Qubole incident

Spark and Presto query failures

Critical Resolved View vendor source →

Qubole experienced a critical incident on April 22, 2021 affecting QDS API and Command Processing and 1 more component, lasting 5d 7h. The incident has been resolved; the full update timeline is below.

Started
Apr 22, 2021, 12:52 PM UTC
Resolved
Apr 27, 2021, 08:45 PM UTC
Duration
5d 7h
Detected by Pingoru
Apr 22, 2021, 12:52 PM UTC

Affected components

QDS APICommand ProcessingQubole SchedulerCluster Operations

Update timeline

  1. investigating Apr 22, 2021, 12:52 PM UTC

    Spark and Presto queries run in in.qubole.com may stall, returning Pending or Queued status. Devops is investigating.

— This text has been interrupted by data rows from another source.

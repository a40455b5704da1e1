use std::{
    io::Cursor,
    pin::Pin,
    sync::Arc,
    task::{Context, Poll},
};

use chrono::DateTime;
use tokio::io::{self, AsyncRead, AsyncWrite, AsyncWriteExt, ReadBuf};
use tracing::{debug, warn};

use crate::{
    address::ResourceAddress,
    cache::SessionCache,
    channel::{default_stale_predicate, StalePredicate},
    error::{Result, TransportError},
    session::SessionManager,
    target::ConnectionTarget,
    transport::{RemoteAttributes, RemoteReader, RemoteWriter, Session, TransferChannel},
};

pub const UNKNOWN_CONTENT_LENGTH: i64 = -1;
pub const UNKNOWN_DATE: i64 = 0;

/// Opens [`RemoteFileConnection`]s, sharing sessions through the injected cache.
#[derive(Clone)]
pub struct RemoteFileResolver {
    sessions: Arc<SessionManager>,
    cache: Arc<SessionCache>,
    stale: StalePredicate,
}

impl RemoteFileResolver {
    pub fn new(sessions: Arc<SessionManager>, cache: Arc<SessionCache>) -> Self {
        RemoteFileResolver {
            sessions,
            cache,
            stale: default_stale_predicate(),
        }
    }

    pub fn with_stale_predicate(mut self, stale: StalePredicate) -> Self {
        self.stale = stale;
        self
    }

    pub fn cache(&self) -> &Arc<SessionCache> {
        &self.cache
    }

    pub fn open(&self, address: &str) -> Result<RemoteFileConnection> {
        let address = ResourceAddress::parse(address)?;
        Ok(self.open_address(address))
    }

    pub fn open_address(&self, address: ResourceAddress) -> RemoteFileConnection {
        let target = address.connection_target();
        RemoteFileConnection {
            address,
            target,
            resolver: self.clone(),
            connected: false,
            attributes: None,
        }
    }

    /// Opens a transfer channel on the cached session for `target`. If that fails in a way
    /// the stale predicate attributes to a dead session, the cached session is
    /// invalidated and the open is retried once on a brand-new one.
    pub async fn open_channel(
        &self,
        target: &ConnectionTarget,
    ) -> Result<Box<dyn TransferChannel>> {
        let (channel, lease) = self.open_leased_channel(target).await?;
        lease.release().await;
        Ok(channel)
    }

    async fn open_leased_channel(
        &self,
        target: &ConnectionTarget,
    ) -> Result<(Box<dyn TransferChannel>, Lease)> {
        let session = self.cached_session(target, false).await?;
        let opened = session.open_transfer_channel(self.sessions.timeout()).await;
        let session = match opened {
            Ok(channel) => return Ok((channel, self.lease(target, session))),
            Err(err) if (self.stale)(session.as_ref(), &err) => {
                warn!(
                    key = %target.cache_key(),
                    error = %err,
                    "cached session looks stale, reconnecting"
                );
                drop(session);
                self.cached_session(target, true).await?
            }
            Err(err) => return Err(err),
        };
        let channel = session.open_transfer_channel(self.sessions.timeout()).await?;
        Ok((channel, self.lease(target, session)))
    }

    fn lease(&self, target: &ConnectionTarget, session: Arc<dyn Session>) -> Lease {
        Lease {
            key: target.cache_key(),
            session,
            cache: self.cache.clone(),
        }
    }

    async fn cached_session(
        &self,
        target: &ConnectionTarget,
        force_new: bool,
    ) -> Result<Arc<dyn Session>> {
        let key = target.cache_key();
        if force_new {
            self.cache.invalidate(&key).await;
        } else if let Some(session) = self.cache.get(&key).await {
            return Ok(session);
        }

        let session = self.sessions.connected_session(target).await?;
        self.cache.insert(&key, session.clone()).await;
        Ok(session)
    }
}

/// A connection to one remote file or directory.
pub struct RemoteFileConnection {
    address: ResourceAddress,
    target: ConnectionTarget,
    resolver: RemoteFileResolver,
    connected: bool,
    attributes: Option<RemoteAttributes>,
}

impl RemoteFileConnection {
    pub fn address(&self) -> &ResourceAddress {
        &self.address
    }

    pub fn is_connected(&self) -> bool {
        self.connected
    }

    /// Fetches the remote attributes. A missing file is not an error here,
    /// the attributes simply stay unknown.
    pub async fn connect(&mut self) -> Result<()> {
        if self.connected {
            return Ok(());
        }

        let mut held = Held::open(&self.resolver, &self.target).await?;
        let stat = held.channel.stat(&self.address.path).await;
        held.close().await;

        match stat {
            Ok(attributes) => self.attributes = Some(attributes),
            Err(TransportError::NoSuchFile(_)) => {
                debug!(path = %self.address.path, "remote file does not exist yet");
                self.attributes = None;
            }
            Err(err) => return Err(err),
        }
        self.connected = true;
        Ok(())
    }

    pub fn attributes(&self) -> Option<&RemoteAttributes> {
        self.attributes.as_ref()
    }

    pub fn content_length(&self) -> i64 {
        match &self.attributes {
            Some(attributes) => attributes.size as i64,
            None => UNKNOWN_CONTENT_LENGTH,
        }
    }

    /// Modification time in milliseconds since the epoch.
    pub fn date(&self) -> i64 {
        match &self.attributes {
            Some(attributes) => attributes.modified * 1000,
            None => UNKNOWN_DATE,
        }
    }

    pub fn header_field(&self, name: &str) -> Option<String> {
        let attributes = self.attributes.as_ref()?;
        match name.to_ascii_lowercase().as_str() {
            "content-type" => Some(
                if attributes.is_dir && self.address.directory_request {
                    "text/plain"
                } else {
                    "application/octet-stream"
                }
                .to_string(),
            ),
            "content-length" => Some(attributes.size.to_string()),
            "last-modified" => {
                DateTime::from_timestamp(attributes.modified, 0).map(|date| date.to_rfc2822())
            }
            _ => None,
        }
    }

    pub async fn open_read_stream(&mut self) -> Result<RemoteReadStream> {
        self.connect().await?;

        let is_dir = self.attributes.map(|attributes| attributes.is_dir).unwrap_or(false);
        if is_dir {
            if !self.address.directory_request {
                return Err(TransportError::ReadFromDirectory);
            }
            let mut held = Held::open(&self.resolver, &self.target).await?;
            let listing = held.channel.read_dir(&self.address.path).await;
            held.close().await;
            let listing = listing?.join("\n");
            return Ok(RemoteReadStream {
                inner: Box::new(Cursor::new(listing.into_bytes())),
                held: None,
            });
        }
        if self.address.directory_request {
            return Err(TransportError::NotADirectory(self.address.path.clone()));
        }

        let mut held = Held::open(&self.resolver, &self.target).await?;
        match held.channel.open_read(&self.address.path).await {
            Ok(inner) => Ok(RemoteReadStream {
                inner,
                held: Some(held),
            }),
            Err(err) => {
                held.close().await;
                Err(err)
            }
        }
    }

    pub async fn open_write_stream(&mut self) -> Result<RemoteWriteStream> {
        self.connect().await?;
        if self.attributes.map(|attributes| attributes.is_dir).unwrap_or(false) {
            return Err(TransportError::WriteToDirectory);
        }

        let mut held = Held::open(&self.resolver, &self.target).await?;
        match held.channel.open_write(&self.address.path).await {
            Ok(inner) => Ok(RemoteWriteStream {
                inner,
                held: Some(held),
            }),
            Err(err) => {
                held.close().await;
                Err(err)
            }
        }
    }
}

/// A cached session taken for the lifetime of one channel.
struct Lease {
    key: String,
    session: Arc<dyn Session>,
    cache: Arc<SessionCache>,
}

impl Lease {
    async fn release(self) {
        self.cache.release(&self.key, self.session).await;
    }
}

/// A transfer channel together with the session it was opened on.
struct Held {
    channel: Box<dyn TransferChannel>,
    lease: Lease,
}

impl Held {
    async fn open(resolver: &RemoteFileResolver, target: &ConnectionTarget) -> Result<Held> {
        let (channel, lease) = resolver.open_leased_channel(target).await?;
        Ok(Held { channel, lease })
    }

    async fn close(mut self) {
        self.channel.disconnect().await;
        self.lease.release().await;
    }

    /// Closes on the current runtime, for streams dropped without `close`.
    fn close_detached(self) {
        match tokio::runtime::Handle::try_current() {
            Ok(handle) => {
                handle.spawn(self.close());
            }
            Err(_) => warn!(
                key = %self.lease.key,
                "stream dropped outside a runtime, channel left open"
            ),
        }
    }
}

/// Bytes of a remote file, or of a directory listing. [`close`](Self::close)
/// disconnects the channel backing the stream; dropping the stream does the
/// same in the background.
pub struct RemoteReadStream {
    inner: RemoteReader,
    held: Option<Held>,
}

impl RemoteReadStream {
    pub async fn close(mut self) {
        if let Some(held) = self.held.take() {
            held.close().await;
        }
    }
}

impl Drop for RemoteReadStream {
    fn drop(&mut self) {
        if let Some(held) = self.held.take() {
            debug!("read stream dropped without close");
            held.close_detached();
        }
    }
}

impl AsyncRead for RemoteReadStream {
    fn poll_read(
        mut self: Pin<&mut Self>,
        cx: &mut Context<'_>,
        buf: &mut ReadBuf<'_>,
    ) -> Poll<io::Result<()>> {
        Pin::new(&mut self.inner).poll_read(cx, buf)
    }
}

/// Sink for a remote file. [`close`](Self::close) flushes the data and
/// disconnects the channel backing the stream. A stream dropped without
/// `close` still has its channel disconnected, unflushed data may be lost.
pub struct RemoteWriteStream {
    inner: RemoteWriter,
    held: Option<Held>,
}

impl RemoteWriteStream {
    pub async fn close(mut self) -> Result<()> {
        let flushed = self.inner.shutdown().await;
        if let Some(held) = self.held.take() {
            held.close().await;
        }
        flushed?;
        Ok(())
    }
}

impl Drop for RemoteWriteStream {
    fn drop(&mut self) {
        if let Some(held) = self.held.take() {
            debug!("write stream dropped without close");
            held.close_detached();
        }
    }
}

impl AsyncWrite for RemoteWriteStream {
    fn poll_write(
        mut self: Pin<&mut Self>,
        cx: &mut Context<'_>,
        buf: &[u8],
    ) -> Poll<io::Result<usize>> {
        Pin::new(&mut self.inner).poll_write(cx, buf)
    }

    fn poll_flush(mut self: Pin<&mut Self>, cx: &mut Context<'_>) -> Poll<io::Result<()>> {
        Pin::new(&mut self.inner).poll_flush(cx)
    }

    fn poll_shutdown(mut self: Pin<&mut Self>, cx: &mut Context<'_>) -> Poll<io::Result<()>> {
        Pin::new(&mut self.inner).poll_shutdown(cx)
    }
}
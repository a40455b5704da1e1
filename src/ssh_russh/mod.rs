//! [`SshTransport`](crate::transport::SshTransport) backed by `russh`, `russh-keys`
//! and `russh-sftp`.

pub mod connection;
mod executor;
mod filesystem;

use std::{future::Future, sync::Arc, time::Duration};

pub use connection::{HostKeyHandler, RusshSession};
use russh::client;

use crate::{
    error::{Result, TransportError},
    target::ResolvedTarget,
    transport::{Session, SshTransport},
};

pub struct RusshTransport {
    config: Arc<client::Config>,
}

impl Default for RusshTransport {
    fn default() -> Self {
        RusshTransport::new(client::Config::default())
    }
}

impl RusshTransport {
    pub fn new(config: client::Config) -> Self {
        RusshTransport {
            config: Arc::new(config),
        }
    }
}

impl SshTransport for RusshTransport {
    fn create_session(&self, target: &ResolvedTarget) -> Result<Arc<dyn Session>> {
        Ok(Arc::new(RusshSession::new(target.clone(), self.config.clone())))
    }
}

async fn with_timeout<T, F>(timeout: Option<Duration>, operation: F) -> Result<T>
where
    F: Future<Output = Result<T>>,
{
    match timeout {
        Some(timeout) if !timeout.is_zero() => tokio::time::timeout(timeout, operation)
            .await
            .map_err(|_| TransportError::Timeout(timeout))?,
        _ => operation.await,
    }
}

  2. investigating Apr 22, 2021, 02:56 PM UTC

    We are continuing to investigate this issue.

  3. monitoring Apr 23, 2021, 06:07 PM UTC

    Devops is monitoring its latest fix -- this should be resolved. Additional information about the resolution will be added after monitoring.

  4. monitoring Apr 25, 2021, 11:44 AM UTC

    We are continuing to monitor for any further issues.

  5. monitoring Apr 25, 2021, 11:47 AM UTC

    An additional incidence of stalled operations was reported yesterday evening (4/24), which have since cleared. Devops is looking into a root cause for the stall, so that a more permanent fix can be applied.

  6. monitoring Apr 26, 2021, 05:51 AM UTC

    We are continuing to monitor for any further issues.

  7. resolved Apr 27, 2021, 08:45 PM UTC

    Devops expects operational issues to be resolved. After restarting discovery, they needed to augment client nodes to serve the scope of traffic.